Milei hat für ein Buch, das Anfang des Jahres erschienen ist, ein Kapitel mit dem Titel „Kapitalismus, Sozialismus und die neoklassische Falle“ beigesteuert. Darin schreibt er, bezugnehmend auf die liberalen Ökonomen Ludwig von Mises und Friedrich August von Hayek, dass der Markt viel zu komplex sei, um von einzelnen Akteuren, etwa dem Staat, sinnvoll gelenkt werden zu können. Etwas, wovon die deutsche Ampelregierung trotz ihres kapitalen Scheiterns noch immer zutiefst überzeugt ist. Jeder staatliche Eingriff in den Markt, schreibt Milei, löst eine Vielzahl an Problemen aus, die der Staat mit immer neuen Eingriffen (erfolglos) zu lösen oder dämpfen versucht. Man nennt das eine Interventionsspirale. Was Milei in seinem Aufsatz beschreibt, kann man in Deutschland aktuell in Echtzeit beobachten. Milei: „Um diese Probleme erfolgreich zu lösen, wird jedoch davon ausgegangen, dass die Regierung die Präferenzen aller Individuen für die Vergangenheit, die Gegenwart, die Zukunft und den Stand der aktuellen Technologie sowie alle zukünftigen Verbesserungen kennt.“ Und das ist ein Ding der Unmöglichkeit.

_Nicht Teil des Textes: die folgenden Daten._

use super::types::{TestCase, TestSuite};
use crate::error::{EngineError, EngineResult};
use serde::Deserialize;
use std::path::Path;

/// Suite document as written on disk. `tests` is optional here so that a
/// missing key is reported as a validation error instead of a parse error.
#[derive(Debug, Deserialize)]
struct SuiteDocument {
    tests: Option<Vec<TestCase>>,
}

/// Load and validate a test suite from a JSON (or YAML) file
pub fn load_suite(path: &Path) -> EngineResult<TestSuite> {
    let content = std::fs::read_to_string(path).map_err(|e| {
        EngineError::Validation(format!(
            "Test case file '{}' could not be read: {}",
            path.display(),
            e
        ))
    })?;

    let is_yaml = path
        .extension()
        .map_or(false, |ext| ext == "yaml" || ext == "yml");

    let suite = if is_yaml {
        parse_yaml_suite(&content)
    } else {
        parse_json_suite(&content)
    }
    .map_err(|e| match e {
        EngineError::Validation(msg) => {
            EngineError::Validation(format!("{} (in '{}')", msg, path.display()))
        }
        other => other,
    })?;

    log::info!("Loaded {} tests from {}", suite.len(), path.display());
    Ok(suite)
}

/// Parse and validate a suite from JSON text
pub fn parse_json_suite(content: &str) -> EngineResult<TestSuite> {
    let doc: SuiteDocument = serde_json::from_str(content)
        .map_err(|e| EngineError::Validation(format!("Invalid JSON in test suite: {}", e)))?;
    validate(doc)
}

/// Parse and validate a suite from YAML text
pub fn parse_yaml_suite(content: &str) -> EngineResult<TestSuite> {
    let doc: SuiteDocument = serde_yaml::from_str(content)
        .map_err(|e| EngineError::Validation(format!("Invalid YAML in test suite: {}", e)))?;
    validate(doc)
}

fn validate(doc: SuiteDocument) -> EngineResult<TestSuite> {
    let tests = doc
        .tests
        .ok_or_else(|| EngineError::Validation("No 'tests' array found".to_string()))?;

    if tests.is_empty() {
        return Err(EngineError::Validation("Empty 'tests' array".to_string()));
    }

    Ok(TestSuite { tests })
}
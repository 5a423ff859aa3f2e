use std::path::{Path, PathBuf};

/// Runtime information shared by the executor and the step interpreter
pub struct TestContext {
    /// Output directory for screenshots and reports
    pub output_dir: PathBuf,
}

impl TestContext {
    pub fn new(output_dir: &Path) -> Self {
        // Always ensure output directory exists
        let _ = std::fs::create_dir_all(output_dir);

        Self {
            output_dir: output_dir.to_path_buf(),
        }
    }

    /// Get output path for a file
    pub fn output_path(&self, filename: &str) -> PathBuf {
        self.output_dir.join(filename)
    }

    /// `error_<name>_<attempt>.png`, captured when an attempt fails
    pub fn error_screenshot_path(&self, test_name: &str, attempt: u32) -> PathBuf {
        self.output_path(&format!("error_{}_{}.png", artifact_stem(test_name), attempt))
    }

    /// `auth_debug_<name>.png`, captured when a login submit does not navigate
    pub fn auth_debug_screenshot_path(&self, test_name: &str) -> PathBuf {
        self.output_path(&format!("auth_debug_{}.png", artifact_stem(test_name)))
    }
}

/// Test name as a single file name component
fn artifact_stem(test_name: &str) -> String {
    test_name.replace([' ', '/', '\\'], "_")
}
use crate::runner::state::TestResult;
use serde::{Deserialize, Serialize};

/// Suite-level counts written at the top of every report
#[derive(Debug, Clone, Serialize, Deserialize, PartialEq)]
pub struct ReportSummary {
    /// Local time the run finished, `YYYYMMDD_HHMMSS`
    pub timestamp: String,
    /// Wall clock seconds from first test start to suite completion
    pub execution_time: f64,
    pub total: usize,
    pub passed: usize,
    pub failed: usize,
    pub skipped: usize,
}

/// Execution report for one run
#[derive(Debug, Clone, Serialize, Deserialize, PartialEq)]
pub struct ExecutionReport {
    pub summary: ReportSummary,
    pub tests: Vec<TestResult>,
}

impl ExecutionReport {
    /// Human readable remarks about the run
    pub fn observations(&self) -> Vec<String> {
        let mut observations = Vec::new();
        if self.summary.failed > 0 {
            observations.push(format!(
                "{} tests failed out of {}",
                self.summary.failed, self.summary.total
            ));
        }
        if self.summary.passed == self.summary.total {
            observations.push("All tests passed successfully".to_string());
        }
        observations
    }

    pub fn failed_tests(&self) -> impl Iterator<Item = &TestResult> {
        self.tests.iter().filter(|t| !t.passed())
    }
}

Milei ist ein Libertärer, der auf den Markt, Eigenverantwortung und Freiheit setzt und damit das vertritt, was das politmediale Establishment in Europa verachtet. So jammerte Landwirtschaftsminister Cem Özdemir (Grüne): Die Argentinien-Wahl zeige, „dass wir uns beeilen müssen. […] Wenn wir als Europäische Union uns nicht kümmern […] um die Mercosur-Staaten, dann werden es andere machen, mit einer anderen Agenda“. Die Ampel, die gerade Deutschland gegen die Wand fährt, will bzw. „muss“ sich jetzt also auch um die Belange Argentiniens kümmern. Dieser Größenwahn und die Allmachtsphantasien von linken Staatsgläubigen sind einem Libertären wie Milei fremd und verhasst. Bundeskanzler Olaf Scholz konnte sich nach Mileis Wahl nur dazu durchringen, auf „fruchtvolle bilaterale Beziehungen“ zu „hoffen“.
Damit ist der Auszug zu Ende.